Wednesday, October 14, 2015

News You Can't Use: Billionaires Shrug Off Volatile Markets for Art Shopping Spree

It's very important that we keep track of and cater to the whims of our billionaires, the wise and noble success stories that work tirelessly for our common good. Whether it's destabilizing some sand box or trying to get more people on narcotics you can rest assured that Uncle Ten Figure has your best interests at heart. But what of their own activities, the life we are told should be the focus of all of our combined envy and admiration? As it turns out various problems hitting the prole sector don't seem to be stopping the art shopping sprees and by art, of course, I mean total and complete garbage.

Art dealer David Kordansky checked his wristwatch nervously. It was 45 minutes into the opening of the Frieze Art Fair and his booth, with large abstract paintings intersected with neon light tubes by Mary Weatherford, was mostly empty.

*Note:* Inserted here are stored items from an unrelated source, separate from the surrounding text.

//! Multi-round SASL client scaffolding, used only by
//! `authentication_ldap_sasl_client` (spec §4.7, component C7). Real
//! Kerberos/GSSAPI SASL mechanisms are not implemented; only the
//! SCRAM-SHA-1 and SCRAM-SHA-256 profiles are (spec §1, Non-goals).

mod scram;

pub use scram::{ScramClient, ScramVariant};
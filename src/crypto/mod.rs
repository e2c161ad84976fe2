//! Crypto primitives shared by the mechanisms (spec §4.1, component C1).
//!
//! No mechanism calls into a crypto backend directly; everything funnels
//! through here so the backend can be swapped in one place (spec §9 notes
//! the original's Windows/UNIX crypto fork and asks for exactly one
//! RSA-OAEP/SHA library instead).

mod sha;
mod xor;

pub use sha::{sha1, sha256};
pub use xor::{xor_block, xor_stream_inplace};

#[cfg(feature = "sha256")]
mod rsa_oaep;
#[cfg(feature = "sha256")]
pub use rsa_oaep::{parse_rsa_public_key_pem, rsa_oaep_encrypt, RsaPublicKey};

Nice to see the Solyndra remains are still a money sink for limousine liberals. Or would be, if they'd just show up. Where are you, guy that bet against our currency, got rich, and now indulges his bad taste? Come on marks patrons, get up in this sucker. Maybe I should check that watch again, possibly while displaying the signs of anxiety. Should help.

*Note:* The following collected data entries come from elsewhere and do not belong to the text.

//! `authentication_ldap_sasl_client`: drives a [`ScramClient`] over the
//! `AuthMoreData` channel (spec §4.4.5).
//!
//! The server reuses the handshake's "salt" field to carry the SASL
//! sub-mechanism name instead of scramble bytes. This is a protocol quirk
//! to preserve, not fix (spec §9).

use crate::error::{Error, Result};
use crate::mechanism::MoreDataOutcome;
use crate::sasl::{ScramClient, ScramVariant};

pub const NAME: &str = "authentication_ldap_sasl_client";

/// Packets in this exchange are bounded to 1518 bytes (spec §4.4.5).
const MAX_PACKET_LEN: usize = 1518;

pub fn start(username: &str, password: &[u8], sub_mechanism: &[u8]) -> Result<(ScramClient, Vec<u8>)> {
    let name = std::str::from_utf8(sub_mechanism).unwrap_or_default();
    let variant = match name {
        "SCRAM-SHA-1" => ScramVariant::Sha1,
        "SCRAM-SHA-256" => ScramVariant::Sha256,
        other => return Err(Error::SaslUnsupported(other.to_string())),
    };

    let client = ScramClient::new(variant, username, password);
    let first = client.client_first();
    if first.len() > MAX_PACKET_LEN {
        return Err(Error::SaslFailure(
            "client-first message exceeds the SASL packet bound".into(),
        ));
    }
    Ok((client, first))
}

pub fn handle_more_data(client: &mut ScramClient, data: &[u8]) -> Result<MoreDataOutcome> {
    if data.len() > MAX_PACKET_LEN {
        return Err(Error::SaslFailure(
            "server SASL message exceeds the packet bound".into(),
        ));
    }
    match client.step(data)? {
        Some(response) => Ok(MoreDataOutcome::Continue(response)),
        None => Ok(MoreDataOutcome::Done),
    }
}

“I am waiting for the individuals these paintings are on reserve for to show up,” Kordansky said on Tuesday, tapping his timepiece. “Is there a line outside?”

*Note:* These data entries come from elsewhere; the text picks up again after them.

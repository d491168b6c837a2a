use serde::{Deserialize, Serialize};

use crate::model::common::non_blank;

/// Optional equality filters applied inside a scope.
///
/// A blank value is treated exactly like a missing one, never as a literal
/// empty-string match.
#[derive(Debug, Clone, Default, PartialEq, Serialize, Deserialize)]
pub struct ResourceFilter {
    #[serde(skip_serializing_if = "Option::is_none")]
    pub application: Option<String>,

    #[serde(skip_serializing_if = "Option::is_none")]
    pub status: Option<String>,
}

impl ResourceFilter {
    pub fn new(application: Option<String>, status: Option<String>) -> Self {
        Self {
            application,
            status,
        }
        .normalized()
    }

    /// Trims every value and drops the blank ones.
    pub fn normalized(self) -> Self {
        Self {
            application: non_blank(self.application.as_deref()).map(str::to_string),
            status: non_blank(self.status.as_deref()).map(str::to_string),
        }
    }

    pub fn is_empty(&self) -> bool {
        self.application.is_none() && self.status.is_none()
    }

    /// Present predicates as `(column, value)` pairs, in a fixed order.
    pub fn predicates(&self) -> Vec<(&'static str, &str)> {
        let mut predicates = Vec::new();
        if let Some(application) = &self.application {
            predicates.push(("application", application.as_str()));
        }
        if let Some(status) = &self.status {
            predicates.push(("status", status.as_str()));
        }
        predicates
    }

    /// In-process evaluation of the same predicates the SQL backend applies.
    pub fn matches(&self, application: Option<&str>, status: Option<&str>) -> bool {
        let application_ok = match &self.application {
            Some(expected) => application == Some(expected.as_str()),
            None => true,
        };
        let status_ok = match &self.status {
            Some(expected) => status == Some(expected.as_str()),
            None => true,
        };
        application_ok && status_ok
    }
}

#[cfg(test)]
mod tests {
    use super::*;

    #[test]
    fn blank_filter_is_empty() {
        let filter = ResourceFilter::new(Some("  ".to_string()), Some(String::new()));
        assert!(filter.is_empty());
        assert!(filter.predicates().is_empty());
        assert!(filter.matches(None, Some("OPEN")));
    }

    #[test]
    fn present_filters_are_anded() {
        let filter = ResourceFilter::new(Some("PAY".to_string()), Some("OPEN".to_string()));
        assert_eq!(
            filter.predicates(),
            vec![("application", "PAY"), ("status", "OPEN")]
        );
        assert!(filter.matches(Some("PAY"), Some("OPEN")));
        assert!(!filter.matches(Some("PAY"), Some("CLOSED")));
        assert!(!filter.matches(None, Some("OPEN")));
    }

    #[test]
    fn single_filter_leaves_other_field_unconstrained() {
        let filter = ResourceFilter::new(None, Some("OPEN".to_string()));
        assert!(filter.matches(Some("ANY"), Some("OPEN")));
        assert!(filter.matches(None, Some("OPEN")));
    }
}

Please tell the unindicted White collar criminals are out there. I'm dying here, man. 

Kordansky didn’t need to worry. Neither the 15-minute line snaking through the fair’s Regent’s Park location nor the roiling financial markets could deter the international jet set from its annual art shopping spree in London.

Wow, what a relief that news is. Now that this real issue has been settled we can focus on minor distractions like how the power just got cut off.

The displayed five paintings by Weatherford sold at the VIP preview, with prices ranging from $120,000 to $220,000.

"You think people will pay that ridiculous price?"

"I only need one."

Billionaire Eli Broad, jeweller Laurence Graff, heiress Nicky Hilton Rothschild and actor Benedict Cumberbatch joined the throngs of established and wannabe collectors who descended on Frieze and its nearby sister fair, Frieze Masters, on this crisp October day.

I suggest you skip Frieze Masters which is full of industrialists, politicians, heiresses that received less than a billion dollars and other commoner scum.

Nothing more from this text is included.